The legend of St. Ismeria marks a shift in belief, as sanctity was previously more often earned by blood martyrdom rather than piety. Click to enlarge this image.
The great-grandmother of Jesus was a woman named Ismeria, according to Florentine medieval manuscripts analyzed by a historian.
The legend of St. Ismeria, presented in the current Journal of Medieval History, sheds light on both the Biblical Virgin Mary's family and also on religious and cultural values of 14th-century Florence.
"I don't think any other woman is mentioned" as Mary's grandmother in the Bible, Catherine Lawless, author of the paper, told Discovery News. "Mary's patrilineal lineage is the only one given."
"Mary herself is mentioned very little in the Bible," added Lawless, a lecturer in history at the University of Limerick. "The huge Marian cult that has evolved over centuries has very few scriptural sources."
Lawless studied the St. Ismeria story, which she said has been "ignored by scholars," in two manuscripts: the 14th century "MS Panciatichiano 40" of Florence's National Central Library and the 15th century "MS 1052" of the Riccardiana Library, also in Florence.
"According to the legend, Ismeria is the daughter of Nabon of the people of Judea, and of the tribe of King David," wrote Lawless. She married "Santo Liseo," who is described as "a patriarch of the people of God." The legend continues that the couple had a daughter named Anne who married Joachim. After 12 years, Liseo died. Relatives then left Ismeria penniless.
"I'm pretty sure one is supposed to believe that it was either her dead husband's relatives or, less likely, her natal family," Lawless said. "The family of the Virgin Mary would not have been cast in such a light."

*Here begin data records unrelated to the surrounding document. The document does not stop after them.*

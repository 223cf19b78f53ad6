pub mod day;
pub mod milestone;
pub mod objective;
pub mod settings;
pub mod stats;
pub mod task;

use prosperity_core::{Result, Store};

/// Open the store and run the day rollover before handling any command,
/// so operations never act on a stale day's task set.
pub fn open_store() -> Result<Store> {
    let mut store = Store::open()?;
    store.initialize_day()?;
    Ok(store)
}
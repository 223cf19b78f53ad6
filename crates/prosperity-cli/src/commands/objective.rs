//! Objective management commands for CLI.

use clap::Subcommand;
use prosperity_core::{Objective, ObjectiveKind};

use super::open_store;

#[derive(Subcommand)]
pub enum ObjectiveAction {
    /// List objectives with derived progress
    List,
    /// Add a new objective
    Add {
        /// Objective title
        title: String,
        /// Horizon: daily, weekly, monthly or life
        #[arg(long, default_value = "weekly")]
        kind: String,
        /// Numeric goal
        #[arg(long)]
        target: f64,
        /// Unit label (e.g. km, books)
        #[arg(long, default_value = "")]
        unit: String,
    },
    /// Set an objective's current progress value
    Progress {
        /// Objective ID
        id: String,
        /// New current value
        current: f64,
    },
    /// Remove an objective
    Remove {
        /// Objective ID
        id: String,
    },
}

fn parse_kind(s: &str) -> Result<ObjectiveKind, Box<dyn std::error::Error>> {
    match s {
        "daily" => Ok(ObjectiveKind::Daily),
        "weekly" => Ok(ObjectiveKind::Weekly),
        "monthly" => Ok(ObjectiveKind::Monthly),
        "life" => Ok(ObjectiveKind::Life),
        other => Err(format!("unknown objective kind: {other}").into()),
    }
}

pub fn run(action: ObjectiveAction) -> Result<(), Box<dyn std::error::Error>> {
    let mut store = open_store()?;

    match action {
        ObjectiveAction::List => {
            for objective in &store.document().objectives {
                println!(
                    "{}  {:>5.1}%  {} ({:.1}/{:.1} {})",
                    objective.id,
                    objective.progress_percent(),
                    objective.title,
                    objective.current,
                    objective.target,
                    objective.unit,
                );
            }
        }
        ObjectiveAction::Add {
            title,
            kind,
            target,
            unit,
        } => {
            let objective = Objective::new(title, parse_kind(&kind)?, target, unit);
            let id = objective.id.clone();
            store.add_objective(objective)?;
            println!("Objective created: {id}");
        }
        ObjectiveAction::Progress { id, current } => {
            store.update_objective_progress(&id, current)?;
            println!("Objective updated: {id}");
        }
        ObjectiveAction::Remove { id } => {
            store.remove_objective(&id)?;
            println!("Objective removed: {id}");
        }
    }
    Ok(())
}
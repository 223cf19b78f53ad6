//! # Prosperity Core Library
//!
//! Core business logic for Prosperity, a personal daily-productivity
//! tracker: recurring tasks, XP and levels, a daily streak, historical day
//! records and milestone unlocks. The CLI binary and any GUI are thin
//! presentation layers over this library.
//!
//! ## Architecture
//!
//! - **Store**: single owner of the persisted state document; every
//!   mutation is a synchronous transform followed by a full atomic save
//! - **Rollover**: the once-per-calendar-day transition that snapshots the
//!   outgoing day, applies the streak rules and resets task state
//! - **Progression**: task-toggle accounting, XP/level math, milestone
//!   evaluation
//! - **Storage**: versioned JSON document with migrations applied on load
//! - **Clock**: injectable time source so day boundaries are testable
//!
//! ## Key Components
//!
//! - [`Store`]: controlled entry point for all state mutations
//! - [`Document`]: the persisted aggregate
//! - [`Clock`]: trait abstracting wall-clock time and the local calendar day

pub mod clock;
pub mod error;
pub mod history;
pub mod model;
pub mod progression;
pub mod rollover;
pub mod storage;
pub mod store;

pub use clock::{day_key, Clock, ManualClock, SystemClock};
pub use error::{CoreError, Result, StorageError};
pub use model::{
    DayRecord, Document, Milestone, MilestoneKind, Objective, ObjectiveKind, Settings, Task,
    TaskCategory, TaskStatus, UserProgress,
};
pub use storage::StateFile;
pub use store::{SettingsUpdate, Store, TaskUpdate};
//! Abstraction over the remote object store that holds index tables.
//!
//! An index "table" is a per-day bucket of index files. Within a table, files
//! are either *common* (useful to every tenant) or scoped to a single user.
//! The cache manager only ever needs to list tables, list the contents of a
//! table, and fetch individual files, so that is the entire surface here.
//!
//! Every operation takes a [`CancellationToken`]; implementations are
//! expected to return [`DownloadError::Cancelled`] promptly once it fires
//! rather than finishing the request.

mod local_fs;

use bytes::Bytes;
use tokio_util::sync::CancellationToken;

pub use self::local_fs::LocalFs;

/// Reference to a single file within a table, as named in remote storage.
///
/// Contents are opaque at this level; the cache manager downloads files
/// byte-for-byte and hands them to an opener it does not interpret.
#[derive(Debug, Clone, PartialEq, Eq, Hash)]
pub struct IndexFile {
    pub name: String,
}

impl IndexFile {
    pub fn new(name: impl Into<String>) -> Self {
        Self { name: name.into() }
    }
}

#[derive(Debug, thiserror::Error)]
pub enum DownloadError {
    /// The requested table or file does not exist in remote storage.
    #[error("resource not found")]
    NotFound,
    /// The operation was cancelled before completing.
    #[error("cancelled")]
    Cancelled,
    #[error(transparent)]
    Other(#[from] anyhow::Error),
}

impl DownloadError {
    /// Shortcut for callers that must not log cancellations as failures.
    pub fn is_cancelled(&self) -> bool {
        matches!(self, DownloadError::Cancelled)
    }
}

/// Client for the object store backing the index tables.
///
/// Listing calls may be served from an implementation-side cache;
/// `bypass_cache` forces a round-trip to storage. Download primitives always
/// go to storage.
#[async_trait::async_trait]
pub trait IndexStorageClient: Send + Sync + 'static {
    /// Names of all tables present in remote storage.
    async fn list_tables(&self, cancel: &CancellationToken)
        -> Result<Vec<String>, DownloadError>;

    /// Common files in `table`, plus the IDs of users that have per-user
    /// files in it.
    async fn list_files(
        &self,
        table: &str,
        bypass_cache: bool,
        cancel: &CancellationToken,
    ) -> Result<(Vec<IndexFile>, Vec<String>), DownloadError>;

    /// Per-user files of `user_id` in `table`. A user without files is not an
    /// error; the result is simply empty.
    async fn list_user_files(
        &self,
        table: &str,
        user_id: &str,
        bypass_cache: bool,
        cancel: &CancellationToken,
    ) -> Result<Vec<IndexFile>, DownloadError>;

    /// Fetch a common file.
    async fn get_file(
        &self,
        table: &str,
        file_name: &str,
        cancel: &CancellationToken,
    ) -> Result<Bytes, DownloadError>;

    /// Fetch a per-user file.
    async fn get_user_file(
        &self,
        table: &str,
        user_id: &str,
        file_name: &str,
        cancel: &CancellationToken,
    ) -> Result<Bytes, DownloadError>;
}
use std::path::{Path, PathBuf};
use std::sync::Arc;

use ndarray::Array2;
use tokio::sync::mpsc;
use tokio::time::{Duration, timeout};
use uuid::Uuid;

use super::*;
use crate::frame::Status;
use crate::registry::SessionRegistry;

const STREAM_PORT: u16 = 61555;

fn write_image(dir: &Path, name: &str) -> PathBuf {
    let data = Array2::from_elem((4, 4), 7.0f32);
    let path = dir.join(name);
    std::fs::write(&path, npy::encode(&data)).expect("write image fixture");
    path
}

/// A session with a wired model and one subscribed control client.
async fn wired_session(
    registry: &SessionRegistry,
    sid: &str,
) -> (Arc<Session>, Model, mpsc::Receiver<Frame>) {
    let session = registry.create(sid).await;
    let (tx, rx) = mpsc::channel(16);
    session.add_client(Uuid::new_v4(), tx);

    let mut model = Model::new();
    wire(&session, STREAM_PORT, &mut model);
    (session, model, rx)
}

async fn recv_frame(rx: &mut mpsc::Receiver<Frame>) -> Frame {
    timeout(Duration::from_millis(500), rx.recv())
        .await
        .expect("frame receive timed out")
        .expect("channel closed")
}

async fn assert_no_frame(rx: &mut mpsc::Receiver<Frame>) {
    assert!(
        timeout(Duration::from_millis(80), rx.recv()).await.is_err(),
        "expected no frame"
    );
}

// =============================================================================
// Image events
// =============================================================================

#[tokio::test]
async fn image_change_streams_binary_and_pushes_control_frame() {
    let registry = SessionRegistry::new();
    let (session, mut model, mut rx) = wired_session(&registry, "s1").await;
    let mut images = session.subscribe_images();

    let dir = tempfile::tempdir().expect("tempdir");
    let path = write_image(dir.path(), "image_001.npy");
    model.load_image(&path).expect("load");

    // Binary payload on the streaming side, decodable back to the image.
    let bytes = timeout(Duration::from_millis(500), images.recv())
        .await
        .expect("image receive timed out")
        .expect("image channel closed");
    let decoded = npy::decode(&bytes).expect("valid NPY payload");
    assert_eq!(decoded, *model.image().data());

    // Lightweight control frame with the filename and the streaming port.
    let frame = recv_frame(&mut rx).await;
    assert_eq!(frame.syscall, "image:changed");
    assert_eq!(frame.status, Status::Request);
    assert_eq!(frame.session_id.as_deref(), Some("s1"));
    assert_eq!(
        frame.data.get("port").and_then(serde_json::Value::as_u64),
        Some(u64::from(STREAM_PORT))
    );
    let filename = frame.data.get("filename").and_then(|v| v.as_str()).expect("filename");
    assert!(filename.ends_with("image_001.npy"));
    assert!(!frame.data.contains_key("image"), "pixels never ride the control channel");
}

#[tokio::test]
async fn image_filenames_are_path_normalized() {
    let registry = SessionRegistry::new();
    let (_session, mut model, mut rx) = wired_session(&registry, "s1").await;

    // A backslash is a legal filename byte on Unix; the wire form must
    // still use forward slashes.
    let dir = tempfile::tempdir().expect("tempdir");
    write_image(dir.path(), r"scans\image_001.npy");
    let path = dir.path().join(r"scans\image_001.npy");
    model.load_image(&path).expect("load");

    let frame = recv_frame(&mut rx).await;
    let filename = frame.data.get("filename").and_then(|v| v.as_str()).expect("filename");
    assert!(filename.ends_with("scans/image_001.npy"));
    assert!(!filename.contains('\\'));
}

#[tokio::test]
async fn consecutive_image_changes_stream_in_order() {
    let registry = SessionRegistry::new();
    let (session, mut model, _rx) = wired_session(&registry, "s1").await;
    let mut images = session.subscribe_images();

    let dir = tempfile::tempdir().expect("tempdir");
    let first = write_image(dir.path(), "image_001.npy");
    let second = write_image(dir.path(), "image_002.npy");

    model.load_image(&first).expect("load first");
    model.load_image(&second).expect("load second");

    let a = images.recv().await.expect("first frame");
    let b = images.recv().await.expect("second frame");
    assert_eq!(npy::decode(&a).expect("a").dim(), (4, 4));
    assert_eq!(npy::decode(&b).expect("b").dim(), (4, 4));
    assert!(
        timeout(Duration::from_millis(80), images.recv()).await.is_err(),
        "exactly one binary frame per image change"
    );
}

// =============================================================================
// Pattern and overlay events
// =============================================================================

#[tokio::test]
async fn pattern_change_carries_plain_number_arrays() {
    let registry = SessionRegistry::new();
    let (_session, mut model, mut rx) = wired_session(&registry, "s1").await;

    let dir = tempfile::tempdir().expect("tempdir");
    let path = dir.path().join("run.json");
    std::fs::write(
        &path,
        r#"{"pattern": {"filename": "run_001.xy", "x": [0.1, 0.2], "y": [3.0, 4.0]}}"#,
    )
    .expect("write project");
    model.load_project(&path).expect("load project");

    let frame = recv_frame(&mut rx).await;
    assert_eq!(frame.syscall, "pattern:changed");
    assert_eq!(frame.data.get("filename").and_then(|v| v.as_str()), Some("run_001.xy"));
    assert_eq!(frame.data.get("x"), Some(&serde_json::json!([0.1, 0.2])));
    assert_eq!(frame.data.get("y"), Some(&serde_json::json!([3.0, 4.0])));
}

#[tokio::test]
async fn overlay_events_carry_their_documented_payloads() {
    let registry = SessionRegistry::new();
    let (_session, mut model, mut rx) = wired_session(&registry, "s1").await;

    model.add_pattern_overlay();
    let added = recv_frame(&mut rx).await;
    assert_eq!(added.syscall, "overlay:added");
    assert_eq!(added.data.get("name").and_then(|v| v.as_str()), Some("pattern"));
    assert!(added.data.contains_key("x"));
    assert!(added.data.contains_key("y"));
    assert!(added.data.contains_key("offset"));
    assert!(added.data.contains_key("scaling"));

    model.set_overlay_scaling(0, 2.5).expect("scaling");
    let changed = recv_frame(&mut rx).await;
    assert_eq!(changed.syscall, "overlay:changed");
    assert_eq!(changed.data.get("index").and_then(serde_json::Value::as_u64), Some(0));
    let overlay = changed.data.get("overlay").expect("full fields");
    assert_eq!(overlay.get("scaling").and_then(serde_json::Value::as_f64), Some(2.5));

    model.remove_overlay(0).expect("remove");
    let removed = recv_frame(&mut rx).await;
    assert_eq!(removed.syscall, "overlay:removed");
    assert_eq!(removed.data.get("index").and_then(serde_json::Value::as_u64), Some(0));
    assert!(!removed.data.contains_key("overlay"), "removal carries the index alone");
}

// =============================================================================
// Addressing
// =============================================================================

#[tokio::test]
async fn events_never_cross_session_boundaries() {
    let registry = SessionRegistry::new();
    let (_s1, mut model_1, mut rx_1) = wired_session(&registry, "s1").await;
    let (_s2, _model_2, mut rx_2) = wired_session(&registry, "s2").await;

    model_1.add_pattern_overlay();

    let frame = recv_frame(&mut rx_1).await;
    assert_eq!(frame.session_id.as_deref(), Some("s1"));
    assert_no_frame(&mut rx_2).await;
}

#[tokio::test]
async fn all_connections_of_one_session_receive_events() {
    let registry = SessionRegistry::new();
    let session = registry.create("s1").await;
    let (tx_a, mut rx_a) = mpsc::channel(8);
    let (tx_b, mut rx_b) = mpsc::channel(8);
    session.add_client(Uuid::new_v4(), tx_a);
    session.add_client(Uuid::new_v4(), tx_b);

    let mut model = Model::new();
    wire(&session, STREAM_PORT, &mut model);
    model.add_pattern_overlay();

    assert_eq!(recv_frame(&mut rx_a).await.syscall, "overlay:added");
    assert_eq!(recv_frame(&mut rx_b).await.syscall, "overlay:added");
}

#[tokio::test]
async fn destroyed_session_silences_its_notifier() {
    let registry = SessionRegistry::new();
    let (session, mut model, _rx) = wired_session(&registry, "s1").await;

    registry.reset().await;
    drop(session);

    // The weak handle no longer upgrades; the mutation must not panic.
    model.add_pattern_overlay();
    assert_eq!(model.overlays().len(), 1);
}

Ismeria then goes to a hospital where she finds refuge. She is said to perform a miracle, filling a shell with fish to feed all of the hospital's patients. After this miracle she prays to be taken away from the "vainglory of this world."
After God called her to "Paradise," a rector at the hospital informed the Virgin Mary and Jesus of her passing. They departed for the hospital with the 12 Apostles, Mary Magdalene, Mary Salome and Mary Cleophas. There they paid honor to St. Ismeria.
The legend marks a shift in belief, as sanctity was previously more often earned by blood martyrdom rather than piety. Lawless credits that, in part, to the rise in the belief of Purgatory, an interim space between heaven and hell where sins could be purged.
"The more sins purged in one's lifetime (through penitence, good works, etc.) the less time needed in purgatory -- for either oneself or one's family," she said.
She also pointed out that "the great bulk of Christian martyrs of the west died under the Roman persecutions, which ended in the fourth century."
While the author of the Ismeria legend remains unknown, Lawless thinks it could have been a layperson from Tuscany. During the medieval period, "the story may have been used as a model for continent wifehood and active, charitable widowhood in one of the many hospitals of medieval Florence."
"The grandmother of the Virgin was no widow who threatened the patrimony of her children by demanding the return of her dowry, nor did she threaten the family unit by remarrying and starting another lineage," she added. "Instead, her life could be seen as an ideal model for Florentine penitential women."
George Ferzoco, a research fellow at the University of Bristol, commented that the new paper analyzing the legend is "brilliant" and "reveals an exciting trove of religious material from late medieval and renaissance Florence, where many manuscripts were written specifically for females."
"What is so striking about St. Ismeria," Carolyn Muessig of the University of Bristol's Department of Theology and Religious Studies told Discovery News, "is that she is a model for older matrons. Let's face it: Older female role models are hard to come by in any culture."
"But the fact that St. Ismeria came to the fore in late medieval Florence," Muessig concluded, "reveals some of the more positive attitudes that medieval culture had towards the place and the importance of women in society."